Le Très-Haut accordant ce droit n'ayant cure de bon ordre et de logique en matière de succession, l'arrière-petit-fils en question n'ayant pas atteint la majorité requise de 13 ans, le sort du royaume fut remis entre les mains d'un régent, Philippe d'Orléans, neveu de Louis XIV. Intérim disputé par des convoitises arguant de plus directe lignée. Il y avait donc matière à ourdir quelque complot pour contester le testament du grand roi. C'est de cette période de trouble dont nous entretient Camille Pascal dans cet ouvrage. L'artisan de la conjuration étant le prince de Cellamare, l'ambassadeur en France du roi d'Espagne Philippe V, lequel n'était autre que petit-fils de Louis XIV.
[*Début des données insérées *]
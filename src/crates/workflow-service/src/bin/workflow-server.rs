//! Workflow service binary: a standalone HTTP server fronting the graph runtime.

use std::sync::Arc;

use workflow_checkpoint::memory::InMemoryCheckpointSaver;
use workflow_checkpoint::sqlite::SqliteCheckpointSaver;
use workflow_checkpoint::CheckpointSaver;
use workflow_llm::{ClaudeGateway, GatewayConfig};
use workflow_service::api::routes::create_router;
use workflow_service::{ServiceConfig, WorkflowService};

#[tokio::main]
async fn main() -> Result<(), Box<dyn std::error::Error>> {
    let rust_log = std::env::var("RUST_LOG").unwrap_or_else(|_| "info".to_string());
    tracing_subscriber::fmt().with_env_filter(rust_log).init();

    let config = ServiceConfig::from_env().map_err(|e| format!("configuration error: {e}"))?;

    let checkpointer: Arc<dyn CheckpointSaver> = match &config.database_url {
        Some(url) => {
            tracing::info!(url, "connecting durable checkpointer");
            Arc::new(SqliteCheckpointSaver::new(url).await?)
        }
        None => {
            tracing::warn!(
                "WORKFLOW_DATABASE_URL is not set; checkpoints will not survive a restart"
            );
            Arc::new(InMemoryCheckpointSaver::default())
        }
    };
    tracing::info!(backend = checkpointer.backend_kind(), "checkpointer ready");

    let gateway_config = GatewayConfig::new(config.llm_api_key.clone(), config.llm_base_url.clone(), config.llm_model.clone())
        .with_timeout(std::time::Duration::from_secs(config.request_timeout_secs))
        .with_planner_retry_limit(config.planner_retry_limit)
        .with_max_tool_call_iterations(config.max_tool_call_iterations);
    let gateway = Arc::new(ClaudeGateway::new(gateway_config));

    let service = Arc::new(WorkflowService::new(checkpointer, gateway));
    let app = create_router(service);

    let listener = tokio::net::TcpListener::bind(&config.bind_addr).await?;
    tracing::info!(addr = %config.bind_addr, "workflow service listening");

    axum::serve(listener, app.into_make_service())
        .with_graceful_shutdown(shutdown_signal())
        .await?;

    tracing::info!("workflow service shut down gracefully");
    Ok(())
}

async fn shutdown_signal() {
    let ctrl_c = async {
        tokio::signal::ctrl_c().await.expect("failed to install CTRL-C signal handler");
    };

    #[cfg(unix)]
    let terminate = async {
        tokio::signal::unix::signal(tokio::signal::unix::SignalKind::terminate())
            .expect("failed to install SIGTERM signal handler")
            .recv()
            .await;
    };

    #[cfg(not(unix))]
    let terminate = std::future::pending::<()>();

    tokio::select! {
        _ = ctrl_c => tracing::info!("received CTRL-C, shutting down"),
        _ = terminate => tracing::info!("received SIGTERM, shutting down"),
    }
}
//! The wire-level SSE frame protocol.
//!
//! Mirrors the shape of a realtime event enum: a tagged union with one variant
//! per frame kind, a `frame_type()` accessor for logging, and `to_sse_data()` for
//! serializing the payload onto the wire. Unlike a websocket broadcast, every
//! frame here belongs to exactly one request's stream; there is no fan-out.

use serde::{Deserialize, Serialize};
use serde_json::Value;

use workflow_core::interrupt::InterruptDescriptor;
use workflow_core::types::PlanView;

#[derive(Debug, Clone, Serialize, Deserialize)]
#[serde(tag = "type", content = "data")]
pub enum StreamFrame {
    #[serde(rename = "thinking")]
    Thinking { text: String },

    #[serde(rename = "integrations_ready")]
    IntegrationsReady { integrations: Vec<workflow_registry::Integration> },

    #[serde(rename = "integration_added_incrementally")]
    IntegrationAddedIncrementally { integration: workflow_registry::Integration },

    /// The canonical snapshot frame: enough for a client to render full plan and
    /// step state from this one frame, emitted after every node transition.
    #[serde(rename = "progress")]
    Progress { thread_id: String, current_step: u32, plan: PlanView },

    #[serde(rename = "step_thinking")]
    StepThinking { step: u32, text: String },

    #[serde(rename = "token")]
    Token { text: String },

    #[serde(rename = "approval_required")]
    ApprovalRequired { descriptor: InterruptDescriptor },

    #[serde(rename = "error")]
    Error { category: String, message: String },

    #[serde(rename = "done")]
    Done { final_message: String },
}

impl StreamFrame {
    pub fn frame_type(&self) -> &'static str {
        match self {
            StreamFrame::Thinking { .. } => "thinking",
            StreamFrame::IntegrationsReady { .. } => "integrations_ready",
            StreamFrame::IntegrationAddedIncrementally { .. } => "integration_added_incrementally",
            StreamFrame::Progress { .. } => "progress",
            StreamFrame::StepThinking { .. } => "step_thinking",
            StreamFrame::Token { .. } => "token",
            StreamFrame::ApprovalRequired { .. } => "approval_required",
            StreamFrame::Error { .. } => "error",
            StreamFrame::Done { .. } => "done",
        }
    }

    /// Canonical frames are never dropped by the service's buffering; token
    /// frames may be, since they are redundant with the final step result.
    pub fn is_droppable(&self) -> bool {
        matches!(self, StreamFrame::Token { .. })
    }

    pub fn to_json_value(&self) -> Value {
        serde_json::to_value(self).expect("StreamFrame always serializes")
    }

    pub fn to_sse_data(&self) -> String {
        serde_json::to_string(self).expect("StreamFrame always serializes")
    }
}

#[cfg(test)]
mod tests {
    use super::*;

    #[test]
    fn progress_frame_serializes_with_tag_and_content() {
        let frame = StreamFrame::Progress {
            thread_id: "t1".to_string(),
            current_step: 1,
            plan: PlanView { thinking: "searching".to_string(), steps: Vec::new(), is_complete: false },
        };
        let value = frame.to_json_value();
        assert_eq!(value["type"], "progress");
        assert_eq!(value["data"]["thread_id"], "t1");
        assert_eq!(value["data"]["current_step"], 1);
        assert_eq!(value["data"]["plan"]["thinking"], "searching");
        assert_eq!(value["data"]["plan"]["is_complete"], false);
    }

    #[test]
    fn token_frame_is_droppable_canonical_frames_are_not() {
        assert!(StreamFrame::Token { text: "hi".to_string() }.is_droppable());
        assert!(!StreamFrame::Done { final_message: "done".to_string() }.is_droppable());
        assert!(!StreamFrame::ApprovalRequired {
            descriptor: InterruptDescriptor {
                step_number: 1,
                description: "d".to_string(),
                reason: "r".to_string(),
                preview: None,
                actions: vec!["approve".to_string()],
            }
        }
        .is_droppable());
    }

    #[test]
    fn error_frame_carries_category_and_message() {
        let frame = StreamFrame::Error { category: "planner".to_string(), message: "bad json".to_string() };
        assert_eq!(frame.frame_type(), "error");
        let value = frame.to_json_value();
        assert_eq!(value["data"]["category"], "planner");
    }

    #[test]
    fn done_frame_round_trips_through_json() {
        let frame = StreamFrame::Done { final_message: "all set".to_string() };
        let json = frame.to_sse_data();
        let parsed: StreamFrame = serde_json::from_str(&json).unwrap();
        assert_eq!(parsed.frame_type(), "done");
    }
}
On peut avoir en détestation l'idée que le seul hasard de la naissance soit source de privilèges, qui plus est se réclamant de droit divin, et pour autant apprécier la relation qui en est faite par cet auteur à la plume si subtile. Une chose à ne pas retirer à cette classe auto proclamée de droit divin, est la qualité de la langue qu'elle met en oeuvre pour faire valoir ses arguments, certes fallacieux, d'appropriation du pouvoir. Se réclamant d'un dieu que l'église, grande bénéficiaire des avantages et privilèges de l'obscurantisme prévalant, se garde bien de contester.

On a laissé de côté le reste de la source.